At 62, Justice Marc Nadon of Ottawa had reached the magic number.
His age plus his 18 years in the Federal Court’s trial and appeal divisions added up to 80 – allowing him the option to work about half his usual hours and still receive his full pay of $288,100. An option he took. To mark the transition, he took four weeks off for a southern holiday, then returned to a lightened workload.
But his break wasn’t to last. This fall, Prime Minister Stephen Harper appointed Justice Nadon to the Supreme Court of Canada – not only ending his career’s twilight but putting him into what is turning out to be a glaring spotlight. Instead of the usual praise for such appointments, the legal community reponded with shock, and vocal displeasure.

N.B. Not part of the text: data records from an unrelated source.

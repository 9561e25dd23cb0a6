// Copyright 2026 The Strandgrid Authors. All rights reserved.
// Use of this source code is governed by the Apache License,
// Version 2.0, that can be found in the LICENSE file.

use strandgrid::common::Point;
use strandgrid::interaction::PointerState;
use strandgrid::tooltip::{AttentionPattern, Direction};
use strandgrid::{Error, VisualizationSession, VizConfig, Warning};

fn two_token_payload() -> &'static str {
    r#"{
        "tokens": [{"text": "The"}, {"text": "Ġcat"}],
        "layers": [
            {"index": 0, "heads": [
                {"index": 0, "weights": [[0, 1, 0.99]]}
            ]}
        ]
    }"#
}

fn session_with(payload: &str, model_depth: usize) -> VisualizationSession {
    let mut session = VisualizationSession::new(VizConfig {
        model_depth,
        ..VizConfig::default()
    });
    session.load_json(payload).unwrap();
    session
}

#[test]
fn single_edge_above_threshold() {
    let session = session_with(two_token_payload(), 2);
    let scene = session.scene().unwrap();
    assert_eq!(scene.edges.len(), 1);
    let edge = &scene.edges[0].edge;
    assert_eq!(edge.id, "edge-0-0-0-1");
    assert_eq!((edge.source.layer, edge.source.token), (0, 0));
    assert_eq!((edge.target.layer, edge.target.token), (1, 1));
}

#[test]
fn raising_threshold_drops_all_edges() {
    let mut session = session_with(two_token_payload(), 2);
    session.set_threshold(0.995).unwrap();
    assert!(session.scene().unwrap().edges.is_empty());
}

#[test]
fn no_visible_heads_means_no_edges() {
    let mut session = session_with(two_token_payload(), 2);
    session.hide_all_heads().unwrap();
    assert!(session.scene().unwrap().edges.is_empty());
}

#[test]
fn out_of_bounds_weight_is_discarded_with_diagnostic() {
    let payload = r#"{
        "tokens": [{"text": "a"}, {"text": "b"}, {"text": "c"}],
        "layers": [
            {"index": 0, "heads": [
                {"index": 0, "weights": [[0, 5, 0.99], [0, 1, 0.99]]}
            ]}
        ]
    }"#;
    let mut session = session_with(payload, 2);
    assert_eq!(session.scene().unwrap().edges.len(), 1);
    let warnings = session.take_diagnostics();
    assert!(warnings.iter().any(|w| matches!(
        w,
        Warning::WeightOutOfBounds {
            query: 5,
            token_count: 3,
            ..
        }
    )));
}

#[test]
fn self_attention_tooltip() {
    let payload = r#"{
        "tokens": [{"text": "a"}, {"text": "b"}],
        "layers": [
            {"index": 0, "heads": [
                {"index": 0, "weights": [[1, 1, 0.99]]}
            ]}
        ]
    }"#;
    let mut session = session_with(payload, 2);
    session
        .pointer_enter_edge("edge-0-0-1-1", Point { x: 0.0, y: 0.0 })
        .unwrap();
    let tip = session.tooltip().unwrap();
    assert_eq!(tip.pattern, AttentionPattern::SelfAttention);
    assert_eq!(tip.direction, Direction::None);
    assert_eq!(tip.direction.label(), "");
    assert_eq!(
        tip.insight,
        Some("Self-attention: token processing its own features")
    );
}

#[test]
fn json_to_svg_round_trip() {
    let mut session = session_with(two_token_payload(), 2);
    let svg = session.to_svg().unwrap();
    assert!(svg.starts_with("<svg"));
    assert!(svg.contains("id=\"edge-0-0-0-1\""));
    assert!(svg.contains("id=\"node-0-0\""));
    // stripped token artifact never reaches the output
    assert!(svg.contains(">cat</text>"));
    assert!(!svg.contains("Ġ"));

    // emphasis changes the serialized scene, restoration brings it back
    session.pointer_enter_node(0, 0).unwrap();
    let hovered = session.to_svg().unwrap();
    assert_ne!(svg, hovered);
    session.pointer_leave_node().unwrap();
    assert_eq!(session.to_svg().unwrap(), svg);
}

#[test]
fn focus_survives_hover_until_second_click() {
    let mut session = session_with(two_token_payload(), 2);
    session.click_node(0, 0).unwrap();
    let focused_svg = session.to_svg().unwrap();

    session.pointer_enter_node(1, 1).unwrap();
    session.pointer_leave_node().unwrap();
    session
        .pointer_enter_edge("edge-0-0-0-1", Point { x: 5.0, y: 5.0 })
        .unwrap();
    session.pointer_leave_edge().unwrap();
    assert_eq!(session.to_svg().unwrap(), focused_svg);

    session.click_node(0, 0).unwrap();
    assert_eq!(session.pointer_state(), &PointerState::Idle);
}

#[test]
fn structurally_invalid_payload_is_an_error() {
    let mut session = VisualizationSession::default();
    assert!(matches!(session.load_json("[]"), Err(Error::Parse(_))));
    assert!(session.scene().is_none());
}

#[test]
fn empty_token_list_is_an_error() {
    let payload = r#"{
        "tokens": [],
        "layers": [
            {"index": 0, "heads": [{"index": 0, "weights": [[0, 0, 0.99]]}]}
        ]
    }"#;
    let mut session = VisualizationSession::default();
    assert_eq!(session.load_json(payload), Err(Error::EmptyTokens));
}

#[test]
fn generation_steps_fold_into_model_depth() {
    // raw layer indices 0 and 2 both resolve to depth 0 when the model
    // is two layers deep; first-wins keeps the earlier step's weights
    let payload = r#"{
        "tokens": [{"text": "a"}, {"text": "b"}],
        "layers": [
            {"index": 0, "heads": [{"index": 0, "weights": [[0, 1, 0.99]]}]},
            {"index": 2, "heads": [{"index": 0, "weights": [[1, 0, 0.99]]}]}
        ]
    }"#;
    let mut session = session_with(payload, 2);
    let scene = session.scene().unwrap();
    assert_eq!(scene.edges.len(), 1);
    assert_eq!(scene.edges[0].edge.id, "edge-0-0-0-1");
    let warnings = session.take_diagnostics();
    assert!(warnings
        .iter()
        .any(|w| matches!(w, Warning::DuplicateLayer { depth: 0, .. })));
}

#[test]
fn head_toggle_controls_strands() {
    let payload = r#"{
        "tokens": [{"text": "a"}, {"text": "b"}],
        "layers": [
            {"index": 0, "heads": [
                {"index": 0, "weights": [[0, 1, 0.99]]},
                {"index": 1, "weights": [[1, 0, 0.99]]}
            ]}
        ]
    }"#;
    let mut session = session_with(payload, 2);
    let toggles = session.head_toggles();
    assert_eq!(toggles.len(), 2);
    assert!(toggles.iter().all(|t| t.visible));
    assert_eq!(toggles[1].color, "#00e5ff");
    assert_eq!(session.scene().unwrap().edges.len(), 2);

    session.set_head_visible(0, false).unwrap();
    let scene = session.scene().unwrap();
    assert_eq!(scene.edges.len(), 1);
    assert_eq!(scene.edges[0].edge.head_index, 1);
}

Even Frederick Vaughan, co-author of the seminal book The Supreme Court: History of the Institution, found the appointment baffling. No judge, he says, had ever been appointed to the Supreme Court from what is known as supernumerary – semi-retired – status.
“It’s a strange, strange appointment, frankly,” he says. “Why would you go with a supernumerary when he’s indicated that he’s halfway to retirement?”
But it wasn’t just his part-time status that raised questions.
Justice Nadon’s specialty, maritime law, is hardly of prime importance to the Supreme Court. His record of judgments is seen in legal circles as not terribly distinguished. He has had little connection in the past 20 years to the province he was appointed from – Quebec. He isn’t a she (the court’s complement of women had dropped from four to three).
His appointment is also of questionable legal merit.
On Jan. 15, the same court that Justice Nadon was appointed to will hold an unprecendented hearing on whether a Federal Court of Appeal judge can qualify for one of the three spots reserved for Quebec on the Supreme Court. The hearing comes after a Toronto lawyer and the Quebec government made separate challenges to the appointment.
So did the prime minister make a mistake in choosing Justice Nadon? Or does his choice say something about the Conservative government’s plan for the country’s most influential court?
Court watchers point to a crucial clue – Justice Nadon’s stance on the case of teenage terrorist Omar Khadr.
At a time when other judges are beginning to rebel against the government’s overhaul of criminal law, the Khadr ruling marked the then-unheralded 64-year-old as a voice for keeping judges in their place.
A judiciary in revolt
Mr. Harper had no shortage of judges from the Quebec Court of Appeal to choose from. They included at least two judges with star power, Marie-France Bich and Nicholas Kasirer, both of them regarded as scholarly centrists.
“[Mr.] Nadon was on nobody’s short list – he wasn’t on anybody’s long list as far as I know,” McGill University law professor Robert Leckey says.
But like any prime minister, Mr. Harper has the prerogative to shape the bench as he sees fit. And in a year-end interview with the media, he repeated his long-touted goal – to transform criminal law so that it is no longer “centred on the welfare of the criminal.”
This tough-on-crime approach is a central, and popular, part of Mr. Harper’s political agenda. It’s behind sweeping changes to the Criminal Code that have put more people in federal prisons than ever before. It’s also behind his vision for the bench.
That’s because the wrong sorts of judges could block Mr. Harper. And the judiciary has been doing just that.
Two years ago, when the Conservative government tried to close Insite, a Vancouver clinic where addicts injected illegal drugs under a nurse’s supervision, the Supreme Court ruled that the government couldn’t close the clinic – by a resounding 9-0 vote.
Later this month, the Supreme Court will hear three separate cases in which judges gave convicted criminals 1.5 days of credit for every day served in jail before conviction. The Truth in Sentencing Act abolished the previous practice of two days credit for every day served. Judges were not supposed to give extra credit in most cases.